Even video, fanzine and installation, which he often uses, come across as completely independent of the medium-message. Mutations is the theme not new, but never out of date that links artistic production to the anthropological facets of the human being. The attention that Sulzer pays to man takes precedence, in the sense that that he conducts an in-depth analysis of the collective social model or moves towards comparing man with technology, bearing in mind that machines have always been one of his priority means of production.
In Before/After (2010), the German artist shows a contextual mural installation with conceptual tones. By simply making photocopies and prints of images on sheets of paper and accompanying the results with texts that look like captions, the artist humorously questions how we relate to the linguistic model forced on us by telecommunications and ICTs. But his approach to the topic takes on more sarcastic tones, focusing on the mutations to which people subject their bodies diets and all sorts of other things in the attempt to be accepted by the aesthetic tribe of the cathode ray tube.

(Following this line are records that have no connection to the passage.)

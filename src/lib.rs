//! `viroplot` renders abundance charts and a summary report from virome profiling tables.
//!
//! The input is a headerless, tab-separated table of sequence-abundance rows
//! (`abundance`, `virus_name`, `percentage`), typically produced by an upstream
//! annotation step. From it, `viroplot` emits:
//!
//! 1. A horizontal bar chart of the top 10 most abundant viral species
//!    (`top10_virus_abundance.pdf` / `.png`).
//! 1. A pie chart of bacteriophage vs. other-virus abundance share
//!    (`virus_type_proportion.pdf` / `.png`).
//! 1. A plain-text statistics report (`visualization_summary.txt`).
//!
//! The pipeline is fully sequential: load, rank, aggregate, render, report.

pub mod abundance;
pub mod cli;
pub mod plot;
pub mod report;
pub mod run;
pub mod utils;

#[doc(inline)]
pub use crate::abundance::{AbundanceRecord, AbundanceTable, TypeTotals, VirusType};
#[doc(inline)]
pub use crate::cli::Cli;
#[doc(inline)]
pub use crate::run::run;
#[doc(inline)]
pub use crate::utils::verbosity::Verbosity;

In Wetware (2010), the artist has created a large carnal surface that moves and changes slowly: the perceptions of the continuously mutating body that Sulzer entrusts to the mediation of video puts important emphasis on mans present and future and how they relate to the aesthetic model dictated by technology. Todays technological society that churns out stereotypes that are forced on us in silence by the power of the media, and without our even realising what is happening, is the main topic that Sulzer denounces in every one of his works. Doe and Roe (2010) is the third of his pieces in this show.

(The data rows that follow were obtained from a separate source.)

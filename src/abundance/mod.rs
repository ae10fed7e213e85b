//! Viral abundance records: loading, ranking, and type aggregation.

use crate::utils;
use color_eyre::eyre::{eyre, Report, Result, WrapErr};
use color_eyre::Help;
use itertools::Itertools;
use serde::{Deserialize, Serialize};
use std::collections::BTreeMap;
use std::fmt::Debug;
use std::fs::File;
use std::io::{BufRead, BufReader};
use std::path::{Path, PathBuf};


/// Number of records that feed the bar chart.
pub const TOP_N: usize = 10;

// ----------------------------------------------------------------------------
// VirusType
// ----------------------------------------------------------------------------

/// Coarse viral classification, derived from the species name.
///
/// A species is a [`Bacteriophage`](VirusType::Bacteriophage) iff its name
/// case-insensitively contains the substring `"phage"`. This is a
/// naming-convention check, not a biological classification.
#[derive(
    Clone, Copy, Debug, Deserialize, Eq, Ord, PartialEq, PartialOrd, Serialize, strum::Display,
)]
pub enum VirusType {
    #[strum(to_string = "Bacteriophage")]
    Bacteriophage,
    #[strum(to_string = "Other Viruses")]
    OtherViruses,
}

impl VirusType {
    /// Classify a species by its name.
    ///
    /// ```rust
    /// use viroplot::VirusType;
    ///
    /// assert_eq!(VirusType::from_name("Escherichia Phage T4"), VirusType::Bacteriophage);
    /// assert_eq!(VirusType::from_name("Crassvirus"), VirusType::OtherViruses);
    /// ```
    pub fn from_name(name: &str) -> Self {
        match name.to_lowercase().contains("phage") {
            true => VirusType::Bacteriophage,
            false => VirusType::OtherViruses,
        }
    }
}

// ----------------------------------------------------------------------------
// AbundanceRecord
// ----------------------------------------------------------------------------

/// One row of the input abundance table.
#[derive(Clone, Debug, Deserialize, PartialEq, Serialize)]
pub struct AbundanceRecord {
    /// Sequence abundance (read/contig count mapped to this species).
    pub abundance: u64,
    /// Viral species name, as reported by the upstream annotation.
    pub virus_name: String,
    /// Pre-computed percentage from the upstream annotation.
    ///
    /// Carried through from the input but not used by any output; the type
    /// proportions below are recomputed from `abundance`.
    pub percentage: f64,
}

impl AbundanceRecord {
    pub fn virus_type(&self) -> VirusType {
        VirusType::from_name(&self.virus_name)
    }
}

// ----------------------------------------------------------------------------
// AbundanceTable
// ----------------------------------------------------------------------------

/// The full input table, in file order. Loaded once, immutable afterwards.
#[derive(Clone, Debug, Default)]
pub struct AbundanceTable {
    pub records: Vec<AbundanceRecord>,
    pub path: PathBuf,
}

impl AbundanceTable {
    /// Read an abundance table from a headerless delimited file.
    ///
    /// The delimiter is looked up from the file extension
    /// ([`utils::get_delimiter`]). Columns are positional: abundance,
    /// virus name, percentage. Blank lines are skipped.
    pub fn read<P>(path: &P) -> Result<AbundanceTable, Report>
    where
        P: AsRef<Path> + Debug,
    {
        let path = path.as_ref();
        if !path.exists() {
            return Err(eyre!("Abundance table was not found: {path:?}")
                .suggestion("Check the path, or rerun the annotation step that produces it."));
        }

        let delim = utils::get_delimiter(&path)?;
        let file = File::open(path).wrap_err_with(|| eyre!("Failed to read file: {path:?}"))?;

        let mut records = Vec::new();
        for (i, line) in BufReader::new(file).lines().enumerate() {
            let line = line.wrap_err_with(|| eyre!("Failed to read line from: {path:?}"))?;
            if line.trim().is_empty() {
                continue;
            }
            let record = Self::parse_row(&line, delim)
                .wrap_err_with(|| eyre!("Malformed row on line {}: {path:?}", i + 1))?;
            records.push(record);
        }

        Ok(AbundanceTable { records, path: path.to_path_buf() })
    }

    fn parse_row(line: &str, delim: char) -> Result<AbundanceRecord, Report> {
        let fields = line.split(delim).collect_vec();
        let [abundance, virus_name, percentage] = fields[..] else {
            return Err(eyre!("Expected 3 columns, found {}.", fields.len()));
        };
        Ok(AbundanceRecord {
            abundance: abundance
                .trim()
                .parse()
                .wrap_err_with(|| eyre!("Abundance is not an integer: {abundance:?}"))?,
            virus_name: virus_name.trim().to_string(),
            percentage: percentage
                .trim()
                .parse()
                .wrap_err_with(|| eyre!("Percentage is not a number: {percentage:?}"))?,
        })
    }

    /// The first `n` records in file order.
    ///
    /// The upstream producer emits rows sorted by descending abundance, so
    /// these are the top species. No sorting happens here. Tables with fewer
    /// than `n` rows return all of them.
    pub fn top(&self, n: usize) -> &[AbundanceRecord] {
        &self.records[0..self.records.len().min(n)]
    }
}

// ----------------------------------------------------------------------------
// TypeTotals
// ----------------------------------------------------------------------------

/// Summed abundance per [`VirusType`], over every record of the table.
///
/// Only types that actually occur in the input appear in the map.
#[derive(Clone, Debug, Default, PartialEq)]
pub struct TypeTotals {
    pub totals: BTreeMap<VirusType, u64>,
}

impl TypeTotals {
    pub fn from_records(records: &[AbundanceRecord]) -> Self {
        let mut totals: BTreeMap<VirusType, u64> = BTreeMap::new();
        records.iter().for_each(|r| *totals.entry(r.virus_type()).or_default() += r.abundance);
        TypeTotals { totals }
    }

    /// Summed abundance across all types.
    pub fn grand_total(&self) -> u64 {
        self.totals.values().sum()
    }

    /// Percentage of the grand total held by `virus_type`.
    ///
    /// Types absent from the input report 0.0, as does everything when the
    /// grand total itself is 0.
    pub fn percentage(&self, virus_type: VirusType) -> f64 {
        let grand_total = self.grand_total();
        if grand_total == 0 {
            return 0.0;
        }
        let total = self.totals.get(&virus_type).copied().unwrap_or_default();
        (total as f64 / grand_total as f64) * 100.0
    }

    /// (type, abundance, percentage) triples, in [`VirusType`] order.
    pub fn summary(&self) -> Vec<(VirusType, u64, f64)> {
        self.totals.iter().map(|(&t, &total)| (t, total, self.percentage(t))).collect_vec()
    }
}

The French artist and native of Cameroon Barthélémy Toguo shows a corpus of three thematic videos. Made at different times, this is the first occasion when they have been brought together and shown in one and the same place and time. Circumcision 1 (1999-2007), Circumcision 2 (1999-2007) and Circumcision 3 (2007) lead us towards the concept of bodily mutation and that of cultural identity as part of our sense of belonging to a cultural and racial identity, compared with the phenomenon of diaspora and of uprooting. The topics of belonging and of cultural and societal loyalty are taken to extremes here, at variance with those of integration as a synonym for forced assimilation and the transformation of otherness.